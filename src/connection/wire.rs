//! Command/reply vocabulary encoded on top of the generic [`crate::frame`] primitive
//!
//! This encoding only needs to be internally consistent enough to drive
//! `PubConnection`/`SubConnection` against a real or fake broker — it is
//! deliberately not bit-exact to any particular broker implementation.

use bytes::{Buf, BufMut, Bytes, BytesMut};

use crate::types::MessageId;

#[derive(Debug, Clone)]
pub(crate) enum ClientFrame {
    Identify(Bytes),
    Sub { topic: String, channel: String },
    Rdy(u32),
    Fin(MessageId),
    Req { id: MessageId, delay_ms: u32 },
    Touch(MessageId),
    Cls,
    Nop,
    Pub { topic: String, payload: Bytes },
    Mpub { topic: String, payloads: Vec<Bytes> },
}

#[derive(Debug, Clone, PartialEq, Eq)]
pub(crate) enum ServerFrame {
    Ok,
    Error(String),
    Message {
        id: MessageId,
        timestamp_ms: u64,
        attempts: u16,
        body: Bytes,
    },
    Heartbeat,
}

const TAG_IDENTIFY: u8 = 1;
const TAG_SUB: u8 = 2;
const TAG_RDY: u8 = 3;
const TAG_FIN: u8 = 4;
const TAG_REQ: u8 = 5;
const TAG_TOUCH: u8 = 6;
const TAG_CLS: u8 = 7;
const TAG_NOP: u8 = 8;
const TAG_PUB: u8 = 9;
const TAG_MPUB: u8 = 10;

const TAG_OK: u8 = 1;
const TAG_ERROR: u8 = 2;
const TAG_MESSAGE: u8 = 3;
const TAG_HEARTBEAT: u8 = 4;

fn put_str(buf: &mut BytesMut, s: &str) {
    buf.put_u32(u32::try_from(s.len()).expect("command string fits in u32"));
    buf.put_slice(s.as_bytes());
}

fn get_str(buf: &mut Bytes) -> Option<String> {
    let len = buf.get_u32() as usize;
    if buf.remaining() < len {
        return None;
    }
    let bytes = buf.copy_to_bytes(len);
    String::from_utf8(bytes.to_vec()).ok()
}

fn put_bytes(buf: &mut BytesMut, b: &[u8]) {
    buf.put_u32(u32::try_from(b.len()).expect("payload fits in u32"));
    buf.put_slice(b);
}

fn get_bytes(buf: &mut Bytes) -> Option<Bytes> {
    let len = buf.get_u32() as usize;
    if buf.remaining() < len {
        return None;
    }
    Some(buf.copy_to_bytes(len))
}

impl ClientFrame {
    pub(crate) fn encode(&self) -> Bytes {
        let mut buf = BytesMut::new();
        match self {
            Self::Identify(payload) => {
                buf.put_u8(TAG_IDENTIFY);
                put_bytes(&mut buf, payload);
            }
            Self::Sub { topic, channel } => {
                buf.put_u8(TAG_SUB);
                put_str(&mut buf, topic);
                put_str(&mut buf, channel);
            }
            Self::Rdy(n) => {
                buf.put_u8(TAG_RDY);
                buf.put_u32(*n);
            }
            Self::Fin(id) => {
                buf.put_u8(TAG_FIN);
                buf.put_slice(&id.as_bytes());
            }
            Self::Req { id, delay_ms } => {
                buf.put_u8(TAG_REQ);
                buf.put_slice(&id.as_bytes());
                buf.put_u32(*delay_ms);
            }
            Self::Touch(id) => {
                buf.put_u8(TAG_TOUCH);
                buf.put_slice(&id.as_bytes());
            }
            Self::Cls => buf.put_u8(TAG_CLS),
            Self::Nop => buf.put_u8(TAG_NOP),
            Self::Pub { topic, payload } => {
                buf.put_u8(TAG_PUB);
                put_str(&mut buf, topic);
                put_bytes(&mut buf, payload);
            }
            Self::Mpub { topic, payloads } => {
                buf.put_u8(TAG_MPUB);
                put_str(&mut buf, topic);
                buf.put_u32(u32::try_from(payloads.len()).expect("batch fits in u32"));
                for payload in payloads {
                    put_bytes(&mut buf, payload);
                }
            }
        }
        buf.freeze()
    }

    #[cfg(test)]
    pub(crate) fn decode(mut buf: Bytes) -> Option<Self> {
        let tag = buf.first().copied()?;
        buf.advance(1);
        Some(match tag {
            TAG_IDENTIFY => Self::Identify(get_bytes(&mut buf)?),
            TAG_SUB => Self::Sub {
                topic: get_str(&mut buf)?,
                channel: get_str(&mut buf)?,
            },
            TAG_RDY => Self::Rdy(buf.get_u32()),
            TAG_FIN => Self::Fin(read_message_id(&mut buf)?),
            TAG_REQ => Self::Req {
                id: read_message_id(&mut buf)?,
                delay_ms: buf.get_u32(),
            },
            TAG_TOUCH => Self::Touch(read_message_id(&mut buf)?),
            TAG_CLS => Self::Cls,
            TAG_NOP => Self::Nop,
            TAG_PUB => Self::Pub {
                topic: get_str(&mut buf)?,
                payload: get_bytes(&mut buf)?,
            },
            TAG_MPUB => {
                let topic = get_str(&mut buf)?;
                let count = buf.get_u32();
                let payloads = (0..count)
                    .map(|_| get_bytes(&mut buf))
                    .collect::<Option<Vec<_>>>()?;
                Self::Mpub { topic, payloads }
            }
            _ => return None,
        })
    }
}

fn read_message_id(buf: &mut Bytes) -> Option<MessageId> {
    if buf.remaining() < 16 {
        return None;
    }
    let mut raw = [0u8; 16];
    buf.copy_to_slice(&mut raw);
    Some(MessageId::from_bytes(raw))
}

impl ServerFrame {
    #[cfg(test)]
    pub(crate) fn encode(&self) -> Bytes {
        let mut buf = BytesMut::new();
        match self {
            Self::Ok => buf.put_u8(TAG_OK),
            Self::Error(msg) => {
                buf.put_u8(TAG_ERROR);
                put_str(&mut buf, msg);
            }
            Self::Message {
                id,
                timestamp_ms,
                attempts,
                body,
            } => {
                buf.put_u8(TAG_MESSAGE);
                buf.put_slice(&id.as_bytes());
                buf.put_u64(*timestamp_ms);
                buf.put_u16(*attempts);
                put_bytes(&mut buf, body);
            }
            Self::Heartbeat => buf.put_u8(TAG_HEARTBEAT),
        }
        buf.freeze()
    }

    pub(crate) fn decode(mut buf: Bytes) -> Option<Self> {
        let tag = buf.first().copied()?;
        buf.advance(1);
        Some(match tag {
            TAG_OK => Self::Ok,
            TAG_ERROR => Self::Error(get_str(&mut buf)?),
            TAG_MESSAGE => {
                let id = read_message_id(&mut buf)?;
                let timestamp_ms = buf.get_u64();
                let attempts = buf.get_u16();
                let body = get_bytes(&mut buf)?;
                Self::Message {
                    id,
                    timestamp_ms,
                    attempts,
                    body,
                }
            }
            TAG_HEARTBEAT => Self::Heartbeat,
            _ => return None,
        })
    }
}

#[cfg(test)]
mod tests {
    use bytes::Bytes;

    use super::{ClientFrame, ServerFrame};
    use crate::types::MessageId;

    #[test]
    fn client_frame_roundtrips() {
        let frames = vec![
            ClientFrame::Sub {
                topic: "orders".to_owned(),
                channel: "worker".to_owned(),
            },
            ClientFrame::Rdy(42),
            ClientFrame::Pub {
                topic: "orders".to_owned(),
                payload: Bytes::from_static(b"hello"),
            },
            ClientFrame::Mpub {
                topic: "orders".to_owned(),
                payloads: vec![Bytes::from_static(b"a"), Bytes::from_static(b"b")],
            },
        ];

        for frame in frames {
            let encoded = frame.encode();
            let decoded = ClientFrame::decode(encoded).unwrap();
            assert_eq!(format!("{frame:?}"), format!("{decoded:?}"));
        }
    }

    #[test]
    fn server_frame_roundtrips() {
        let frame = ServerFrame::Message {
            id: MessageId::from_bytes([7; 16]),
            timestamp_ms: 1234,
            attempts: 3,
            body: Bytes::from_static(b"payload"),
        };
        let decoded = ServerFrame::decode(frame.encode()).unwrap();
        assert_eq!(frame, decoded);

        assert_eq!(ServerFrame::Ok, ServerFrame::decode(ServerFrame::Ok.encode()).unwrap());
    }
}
▬▬▬▬▬▬▬▬▬▬
= About this task =
In exact wording, restate the lines of the data above from the first through the one holding "broker — it is", and stop after that line.

= Answer to this task =
filename src/connection/wire.rs
//! Command/reply vocabulary encoded on top of the generic [`crate::frame`] primitive
//!
//! This encoding only needs to be internally consistent enough to drive
//! `PubConnection`/`SubConnection` against a real or fake broker — it is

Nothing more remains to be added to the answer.